NEWBERRY — The goal for the South Carolina Work Ready Communities group is to ensure the growth of South Carolina communities by creating an environment conducive to business workforce and economic development.
A Newberry County Workforce Solutions breakfast was held Thursday morning to discuss how the county could improve and prepare its students to not only enter higher education after graduation, but enter the ever-changing job market as well.
Mike Smith of Kiswire, who is a Work Ready Communities Champion, spoke along with Dr. Cynthia Pitts of the Upper Savannah Regional Education Center about the goals of Work Ready Communities and gave an overview of the WorkKeys assessment system.
Developed by ACT, a leader in educational assessment and work force development services, WorkKeys is a job skills assessment system that measures “real world” skills that employees believe are critical to success on the job. The system links education and workforce partners within a community.
The breakfast was a way for educators and employers in the community to see what Newberry County was already doing, and what they could do in the school systems, as well as on the job to make sure individuals are prepared for the future.

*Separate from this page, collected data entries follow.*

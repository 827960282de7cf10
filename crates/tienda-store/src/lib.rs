//! Storage layer for tienda.
//!
//! This crate owns every invariant the data model promises:
//!
//! - at most one active cart per user (atomic find-or-create),
//! - one cart item per `(cart, product)` (accumulating upsert),
//! - stock never goes negative (checkout validates every line, then
//!   commits every line, inside one transaction),
//! - no dangling cart items (product deletion purges them first).
//!
//! Two backends implement the [`Store`] trait: [`PgStore`] (PostgreSQL via
//! sqlx, the production backend) and [`MemoryStore`] (mutex-serialized
//! in-memory maps, for tests).
//!
//! # Example
//!
//! ```no_run
//! use tienda_core::{NewProduct, Product, UserId};
//! use tienda_store::{MemoryStore, Store};
//!
//! # async fn example() -> tienda_store::Result<()> {
//! let store = MemoryStore::new();
//!
//! let product = Product::new(NewProduct {
//!     name: "Mug".into(),
//!     description: None,
//!     price: "12.50".parse().unwrap(),
//!     stock: 40,
//!     image_url: None,
//!     features: None,
//! });
//! store.insert_product(&product).await?;
//!
//! let user_id = UserId::generate();
//! let cart = store.find_or_create_active_cart(&user_id).await?;
//! store.add_item(&cart.id, &product.id, 2).await?;
//! let summary = store.checkout(&user_id).await?;
//! assert_eq!(summary.total, "25.00".parse().unwrap());
//! # Ok(())
//! # }
//! ```

#![forbid(unsafe_code)]
#![warn(missing_docs)]
#![warn(clippy::all)]
#![warn(clippy::pedantic)]

pub mod error;
pub mod memory;
pub mod postgres;

pub use error::{Result, StoreError};
pub use memory::MemoryStore;
pub use postgres::PgStore;

use async_trait::async_trait;

use tienda_core::{
    Cart, CartId, CartItem, CartItemId, CartView, CheckoutSummary, Product, ProductId,
    ProductPatch, UserId,
};

/// The storage trait defining all database operations.
///
/// Handlers never compose these calls into multi-step mutations; anything
/// that must be atomic (checkout, product deletion, item accumulation,
/// cart creation) is a single trait method so each backend can apply its
/// own locking discipline.
#[async_trait]
pub trait Store: Send + Sync {
    // =========================================================================
    // Product Operations
    // =========================================================================

    /// Insert a product record.
    ///
    /// # Errors
    ///
    /// Returns an error if the database operation fails.
    async fn insert_product(&self, product: &Product) -> Result<()>;

    /// Get a product by ID.
    ///
    /// # Errors
    ///
    /// Returns an error if the database operation fails.
    async fn get_product(&self, id: &ProductId) -> Result<Option<Product>>;

    /// List all products, oldest first.
    ///
    /// # Errors
    ///
    /// Returns an error if the database operation fails.
    async fn list_products(&self) -> Result<Vec<Product>>;

    /// Apply a partial update to a product and return the updated record.
    /// Fields absent from the patch keep their prior value.
    ///
    /// # Errors
    ///
    /// Returns `StoreError::NotFound` if the product doesn't exist.
    async fn update_product(&self, id: &ProductId, patch: ProductPatch) -> Result<Product>;

    /// Delete a product, purging all cart items that reference it first so
    /// no dangling reference survives. Both deletions happen atomically.
    ///
    /// # Errors
    ///
    /// Returns `StoreError::NotFound` if the product doesn't exist.
    async fn delete_product(&self, id: &ProductId) -> Result<()>;

    // =========================================================================
    // Cart Operations
    // =========================================================================

    /// Return the user's active cart, creating it if none exists. Atomic:
    /// two concurrent calls for the same user yield the same cart.
    ///
    /// # Errors
    ///
    /// Returns an error if the database operation fails.
    async fn find_or_create_active_cart(&self, user_id: &UserId) -> Result<Cart>;

    /// Get the user's active cart, if any.
    ///
    /// # Errors
    ///
    /// Returns an error if the database operation fails.
    async fn get_active_cart(&self, user_id: &UserId) -> Result<Option<Cart>>;

    /// Get the user's active cart joined with its items and their product
    /// details, if an active cart exists.
    ///
    /// # Errors
    ///
    /// Returns an error if the database operation fails.
    async fn view_active_cart(&self, user_id: &UserId) -> Result<Option<CartView>>;

    // =========================================================================
    // Cart Item Operations
    // =========================================================================

    /// Add `quantity` units of a product to a cart. If the cart already
    /// holds the product, the quantity accumulates onto the existing item;
    /// otherwise a new item is inserted. Returns the resulting item.
    ///
    /// # Errors
    ///
    /// Returns `StoreError::NotFound` if the product doesn't exist.
    async fn add_item(
        &self,
        cart_id: &CartId,
        product_id: &ProductId,
        quantity: i32,
    ) -> Result<CartItem>;

    /// Remove a single item from a cart. The item must belong to the given
    /// cart; an item ID from another cart is reported as not found.
    ///
    /// # Errors
    ///
    /// Returns `StoreError::NotFound` if no such item exists in this cart.
    async fn remove_item(&self, cart_id: &CartId, item_id: &CartItemId) -> Result<()>;

    /// Delete all items of a cart. Returns the number of items removed.
    ///
    /// # Errors
    ///
    /// Returns an error if the database operation fails.
    async fn clear_items(&self, cart_id: &CartId) -> Result<u64>;

    // =========================================================================
    // Compound Operations
    // =========================================================================

    /// Check out the user's active cart: validate every line against
    /// current stock, then decrement stock for every line and clear the
    /// cart's items, all inside one transaction. The cart row survives and
    /// is recycled as the user's next active cart.
    ///
    /// Lines whose product no longer exists are skipped and reported in
    /// the summary.
    ///
    /// # Errors
    ///
    /// - `StoreError::NoActiveCart` if the user has no active cart.
    /// - `StoreError::EmptyCart` if the active cart has no items.
    /// - `StoreError::InsufficientStock` if any line exceeds available
    ///   stock; no stock is changed for any line in that case.
    async fn checkout(&self, user_id: &UserId) -> Result<CheckoutSummary>;
}
//! API handlers.

pub mod cart;
pub mod health;
pub mod products;
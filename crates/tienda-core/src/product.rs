//! Product catalog types.
//!
//! A product carries an open-ended `features` document (arbitrary key-value
//! metadata, persisted as JSONB) alongside its fixed columns, so the catalog
//! can describe heterogeneous goods without schema changes.

use chrono::{DateTime, Utc};
use rust_decimal::Decimal;
use serde::{Deserialize, Serialize};

use crate::ProductId;

/// A catalog product.
///
/// Stock is mutated by admin updates and by checkout; it never goes
/// negative (the store layer validates before decrementing).
#[derive(Debug, Clone, Serialize, Deserialize)]
pub struct Product {
    /// The product ID.
    pub id: ProductId,

    /// Display name.
    pub name: String,

    /// Optional long-form description.
    pub description: Option<String>,

    /// Unit price, non-negative, two fractional digits by convention.
    pub price: Decimal,

    /// Units available for checkout, non-negative.
    pub stock: i32,

    /// Opaque reference to a stored image. Upload and storage belong to an
    /// external collaborator; this service only round-trips the URL.
    pub image_url: Option<String>,

    /// Open key-value metadata (color, size, weight, ...), no fixed schema.
    pub features: Option<serde_json::Value>,

    /// When the product was created.
    pub created_at: DateTime<Utc>,

    /// When the product was last updated.
    pub updated_at: DateTime<Utc>,
}

impl Product {
    /// Create a product from validated input, with a fresh ID and timestamps.
    #[must_use]
    pub fn new(new: NewProduct) -> Self {
        let now = Utc::now();
        Self {
            id: ProductId::generate(),
            name: new.name,
            description: new.description,
            price: new.price,
            stock: new.stock,
            image_url: new.image_url,
            features: new.features,
            created_at: now,
            updated_at: now,
        }
    }

    /// Check whether `quantity` units can be taken from stock.
    #[must_use]
    pub const fn has_stock(&self, quantity: i32) -> bool {
        self.stock >= quantity
    }

    /// Apply a partial update. Fields absent from the patch are untouched.
    pub fn apply(&mut self, patch: ProductPatch) {
        if let Some(name) = patch.name {
            self.name = name;
        }
        if let Some(description) = patch.description {
            self.description = Some(description);
        }
        if let Some(price) = patch.price {
            self.price = price;
        }
        if let Some(stock) = patch.stock {
            self.stock = stock;
        }
        if let Some(image_url) = patch.image_url {
            self.image_url = Some(image_url);
        }
        if let Some(features) = patch.features {
            self.features = Some(features);
        }
        self.updated_at = Utc::now();
    }
}

/// Input for creating a product.
#[derive(Debug, Clone, Serialize, Deserialize)]
pub struct NewProduct {
    /// Display name (must be non-empty).
    pub name: String,
    /// Optional description.
    pub description: Option<String>,
    /// Unit price (must be >= 0).
    pub price: Decimal,
    /// Initial stock (must be >= 0).
    pub stock: i32,
    /// Optional image reference.
    pub image_url: Option<String>,
    /// Optional feature map.
    pub features: Option<serde_json::Value>,
}

/// A partial product update. Only fields carrying a value are applied.
#[derive(Debug, Clone, Default, Serialize, Deserialize)]
pub struct ProductPatch {
    /// New name, if present.
    pub name: Option<String>,
    /// New description, if present.
    pub description: Option<String>,
    /// New price, if present (must be >= 0).
    pub price: Option<Decimal>,
    /// New stock, if present (must be >= 0).
    pub stock: Option<i32>,
    /// New image reference, if present.
    pub image_url: Option<String>,
    /// New feature map, if present (replaces the whole document).
    pub features: Option<serde_json::Value>,
}
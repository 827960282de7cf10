//! Router configuration.
//!
//! This module sets up the Axum router with all routes and middleware.

use std::sync::Arc;
use std::time::Duration;

use axum::routing::{delete, get, post};
use axum::Router;
use tower_http::cors::{Any, CorsLayer};
use tower_http::limit::RequestBodyLimitLayer;
use tower_http::timeout::TimeoutLayer;
use tower_http::trace::TraceLayer;

use crate::handlers::{cart, health, products};
use crate::state::AppState;

/// Create the service router with all routes and middleware.
///
/// # Routes
///
/// ## Public
/// - `GET /health` - Health check
/// - `GET /products` - List products
/// - `GET /products/:id` - Product detail
///
/// ## Products (admin JWT auth)
/// - `POST /products` - Create product
/// - `POST /products/:id` - Partial update
/// - `DELETE /products/:id` - Delete product (purges referencing cart items)
///
/// ## Cart (user JWT auth)
/// - `POST /cart` - Add a product to the active cart
/// - `GET /cart` - View the active cart with product details
/// - `POST /cart/checkout` - Check out (atomic stock deduction)
/// - `DELETE /cart/items/:item_id` - Remove one item
/// - `DELETE /cart` - Clear the cart
pub fn create_router(state: AppState) -> Router {
    // Extract config values before moving state
    let cors_origins = state.config.cors_origins.clone();
    let max_body_bytes = state.config.max_body_bytes;
    let request_timeout_seconds = state.config.request_timeout_seconds;

    // Build CORS layer
    let cors = build_cors_layer(&cors_origins);

    let state = Arc::new(state);

    Router::new()
        // Health (public)
        .route("/health", get(health::health))
        // Catalog
        .route("/products", get(products::list_products))
        .route("/products", post(products::create_product))
        .route("/products/:id", get(products::get_product))
        .route("/products/:id", post(products::update_product))
        .route("/products/:id", delete(products::delete_product))
        // Cart
        .route("/cart", post(cart::add_to_cart))
        .route("/cart", get(cart::view_cart))
        .route("/cart", delete(cart::clear_cart))
        .route("/cart/checkout", post(cart::checkout))
        .route("/cart/items/:item_id", delete(cart::remove_item))
        // Middleware
        .layer(TraceLayer::new_for_http())
        .layer(cors)
        .layer(RequestBodyLimitLayer::new(max_body_bytes))
        .layer(TimeoutLayer::new(Duration::from_secs(
            request_timeout_seconds,
        )))
        .with_state(state)
}

/// Build the CORS layer from configured origins.
fn build_cors_layer(origins: &[String]) -> CorsLayer {
    if origins.iter().any(|o| o == "*") {
        CorsLayer::new()
            .allow_origin(Any)
            .allow_methods(Any)
            .allow_headers(Any)
    } else {
        let origins: Vec<_> = origins.iter().filter_map(|o| o.parse().ok()).collect();

        CorsLayer::new()
            .allow_origin(origins)
            .allow_methods(Any)
            .allow_headers(Any)
    }
}
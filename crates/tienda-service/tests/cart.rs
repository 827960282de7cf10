//! Cart management integration tests.

mod common;

use axum::http::StatusCode;
use common::TestHarness;
use serde_json::json;

// ============================================================================
// Add to cart
// ============================================================================

#[tokio::test]
async fn add_to_cart_creates_active_cart() {
    let harness = TestHarness::new();
    let id = harness.create_product("Mug", "12.50", 40).await;

    let response = harness
        .server
        .post("/cart")
        .add_header("authorization", harness.user_auth_header())
        .json(&json!({ "product_id": id, "quantity": 2 }))
        .await;

    response.assert_status_ok();
    let body: serde_json::Value = response.json();
    assert!(body["cart_id"].as_str().is_some());

    let view = harness.view_cart().await;
    assert_eq!(view["cart"]["id"], body["cart_id"]);
    assert_eq!(view["items"].as_array().unwrap().len(), 1);
    assert_eq!(view["items"][0]["quantity"], 2);
}

#[tokio::test]
async fn repeat_add_accumulates_quantity() {
    let harness = TestHarness::new();
    let id = harness.create_product("Mug", "12.50", 40).await;

    harness.add_to_cart(&id, 2).await;
    harness.add_to_cart(&id, 3).await;

    // One item with quantity 5, not two items.
    let view = harness.view_cart().await;
    let items = view["items"].as_array().unwrap();
    assert_eq!(items.len(), 1);
    assert_eq!(items[0]["quantity"], 5);
}

#[tokio::test]
async fn repeat_add_reuses_the_same_cart() {
    let harness = TestHarness::new();
    let a = harness.create_product("A", "1.00", 10).await;
    let b = harness.create_product("B", "2.00", 10).await;

    let first = harness
        .server
        .post("/cart")
        .add_header("authorization", harness.user_auth_header())
        .json(&json!({ "product_id": a, "quantity": 1 }))
        .await;
    first.assert_status_ok();
    let first: serde_json::Value = first.json();

    let second = harness
        .server
        .post("/cart")
        .add_header("authorization", harness.user_auth_header())
        .json(&json!({ "product_id": b, "quantity": 1 }))
        .await;
    second.assert_status_ok();
    let second: serde_json::Value = second.json();

    assert_eq!(first["cart_id"], second["cart_id"]);
}

#[tokio::test]
async fn add_to_cart_rejects_bad_input() {
    let harness = TestHarness::new();
    let id = harness.create_product("Mug", "12.50", 40).await;

    // Zero and negative quantities.
    for quantity in [0, -1] {
        let response = harness
            .server
            .post("/cart")
            .add_header("authorization", harness.user_auth_header())
            .json(&json!({ "product_id": id, "quantity": quantity }))
            .await;
        response.assert_status(StatusCode::UNPROCESSABLE_ENTITY);
    }

    // Unknown and unparseable product IDs.
    let response = harness
        .server
        .post("/cart")
        .add_header("authorization", harness.user_auth_header())
        .json(&json!({
            "product_id": "00000000-0000-0000-0000-000000000000",
            "quantity": 1
        }))
        .await;
    response.assert_status(StatusCode::UNPROCESSABLE_ENTITY);

    let response = harness
        .server
        .post("/cart")
        .add_header("authorization", harness.user_auth_header())
        .json(&json!({ "product_id": "not-a-uuid", "quantity": 1 }))
        .await;
    response.assert_status(StatusCode::UNPROCESSABLE_ENTITY);
}

// ============================================================================
// Auth
// ============================================================================

#[tokio::test]
async fn cart_requires_authentication() {
    let harness = TestHarness::new();

    let response = harness.server.get("/cart").await;
    response.assert_status_unauthorized();
}

#[tokio::test]
async fn cart_rejects_admin_role() {
    let harness = TestHarness::new();

    let response = harness
        .server
        .get("/cart")
        .add_header("authorization", harness.admin_auth_header())
        .await;

    response.assert_status(StatusCode::FORBIDDEN);
}

#[tokio::test]
async fn cart_rejects_expired_token() {
    let harness = TestHarness::new();

    let response = harness
        .server
        .get("/cart")
        .add_header("authorization", harness.expired_user_auth_header())
        .await;

    response.assert_status_unauthorized();
}

// ============================================================================
// View cart
// ============================================================================

#[tokio::test]
async fn view_cart_without_cart_is_an_empty_view() {
    let harness = TestHarness::new();

    let view = harness.view_cart().await;
    assert!(view["cart"].is_null());
    assert!(view["items"].as_array().unwrap().is_empty());
    assert!(view["message"].as_str().is_some());
}

#[tokio::test]
async fn view_cart_includes_product_details() {
    let harness = TestHarness::new();
    let id = harness.create_product("Mug", "12.50", 40).await;
    harness.add_to_cart(&id, 2).await;

    let view = harness.view_cart().await;
    let item = &view["items"][0];
    assert_eq!(item["product_id"].as_str().unwrap(), id);
    assert_eq!(item["product"]["name"], "Mug");
    assert_eq!(item["product"]["price"], "12.50");
    assert_eq!(item["product"]["stock"], 40);
}

// ============================================================================
// Remove item
// ============================================================================

#[tokio::test]
async fn remove_item_deletes_exactly_one_item() {
    let harness = TestHarness::new();
    let a = harness.create_product("A", "1.00", 10).await;
    let b = harness.create_product("B", "2.00", 10).await;
    harness.add_to_cart(&a, 1).await;
    harness.add_to_cart(&b, 1).await;

    let view = harness.view_cart().await;
    let item_id = view["items"][0]["id"].as_str().unwrap().to_string();

    let response = harness
        .server
        .delete(&format!("/cart/items/{item_id}"))
        .add_header("authorization", harness.user_auth_header())
        .await;
    response.assert_status_ok();

    let view = harness.view_cart().await;
    assert_eq!(view["items"].as_array().unwrap().len(), 1);
}

#[tokio::test]
async fn remove_item_from_another_users_cart_is_not_found() {
    let harness = TestHarness::new();
    let id = harness.create_product("Mug", "12.50", 40).await;
    harness.add_to_cart(&id, 1).await;

    let view = harness.view_cart().await;
    let item_id = view["items"][0]["id"].as_str().unwrap().to_string();

    // A different user with their own cart cannot reach the item.
    let other = harness.other_user_auth_header();
    harness
        .server
        .post("/cart")
        .add_header("authorization", other.clone())
        .json(&json!({ "product_id": id, "quantity": 1 }))
        .await
        .assert_status_ok();

    let response = harness
        .server
        .delete(&format!("/cart/items/{item_id}"))
        .add_header("authorization", other)
        .await;
    response.assert_status_not_found();

    // The item is still in its owner's cart.
    let view = harness.view_cart().await;
    assert_eq!(view["items"].as_array().unwrap().len(), 1);
}

#[tokio::test]
async fn remove_item_without_cart_is_not_found() {
    let harness = TestHarness::new();

    let response = harness
        .server
        .delete("/cart/items/00000000-0000-0000-0000-000000000000")
        .add_header("authorization", harness.user_auth_header())
        .await;

    response.assert_status_not_found();
}

// ============================================================================
// Clear cart
// ============================================================================

#[tokio::test]
async fn clear_cart_removes_all_items() {
    let harness = TestHarness::new();
    let a = harness.create_product("A", "1.00", 10).await;
    let b = harness.create_product("B", "2.00", 10).await;
    harness.add_to_cart(&a, 1).await;
    harness.add_to_cart(&b, 2).await;

    let response = harness
        .server
        .delete("/cart")
        .add_header("authorization", harness.user_auth_header())
        .await;
    response.assert_status_ok();
    let body: serde_json::Value = response.json();
    assert_eq!(body["cleared"], 2);

    let view = harness.view_cart().await;
    assert!(view["items"].as_array().unwrap().is_empty());
}

#[tokio::test]
async fn clear_cart_without_cart_is_a_silent_noop() {
    let harness = TestHarness::new();

    let response = harness
        .server
        .delete("/cart")
        .add_header("authorization", harness.user_auth_header())
        .await;

    response.assert_status_ok();
    let body: serde_json::Value = response.json();
    assert_eq!(body["cleared"], 0);
}
//! Trait definitions for storage, registry and side-effect collaborators

pub mod certificates;
pub mod registry;
pub mod renderer;
pub mod sequence;
pub mod sinks;

pub use certificates::CertificateStore;
pub use registry::{Registry, RegistryWriter};
pub use renderer::{ArtifactRenderer, RenderContext};
pub use sequence::SequenceStore;
pub use sinks::{ActivityLog, LogNotifier, Notifier};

Buddy Livingston, director of the Newberry County Career Center as well as the chairman of Newberry County Council, spoke on behalf of the Newberry County School District Initiatives, as well as the economic development in Newberry County.
Livingston said the sole intent of the original Career Center was to work with students who chose the vocational track over the college preparation courses in school. Having expanded largely since then, the Newberry County Career Center is now preparing its students for jobs that do not exist on the market yet.
“It prepares the students so they have to be able to think,” Livingston said.
Livingston said it’s their goal to work with students to make them more successful in their futures. Once they earn their completer’s certificate for the Career Center, the back of the certificate contains major competency items that could be looked over by future employers.
“As someone whose job it is to prepare students for the workforce, I want to have plenty of quality employers for y’all,” Livingston said to the group.
The second speaker for the event was Debbie Walling, Human Resources Manager at Capsugel in Greenwood. Walling spoke with experience about the benefits of the WorkKeys system that Capsugel has noticed within their company even after only a short period of time.
Capsugel, a pharmaceutical manufacturer, currently has more than 600 full-time employees. Although having problems within the company with shortage of skilled labor, newly hired employees being unsuccessful and high turnover costs, they have found WorkKeys to be a very valuable solution to each problem.
Walling explained that after only a short period of time, they noticed reduced turnover, reduced amounts of employee training time, fewer production errors, and decreased time to competency. Although Walling said the price for incoming employee test could be expensive, the overall benefits were well worth it.
“We needed a toll that could tell us a new employee could be successful at a manufacturing job,” Walling said.
Over the past decade, ACT has completed WorkKeys job and occupational profiles for thousands of jobs across every employment field and has administered millions of WorkKeys assessments. The system is used by thousands of companies and schools across the United States and internationally.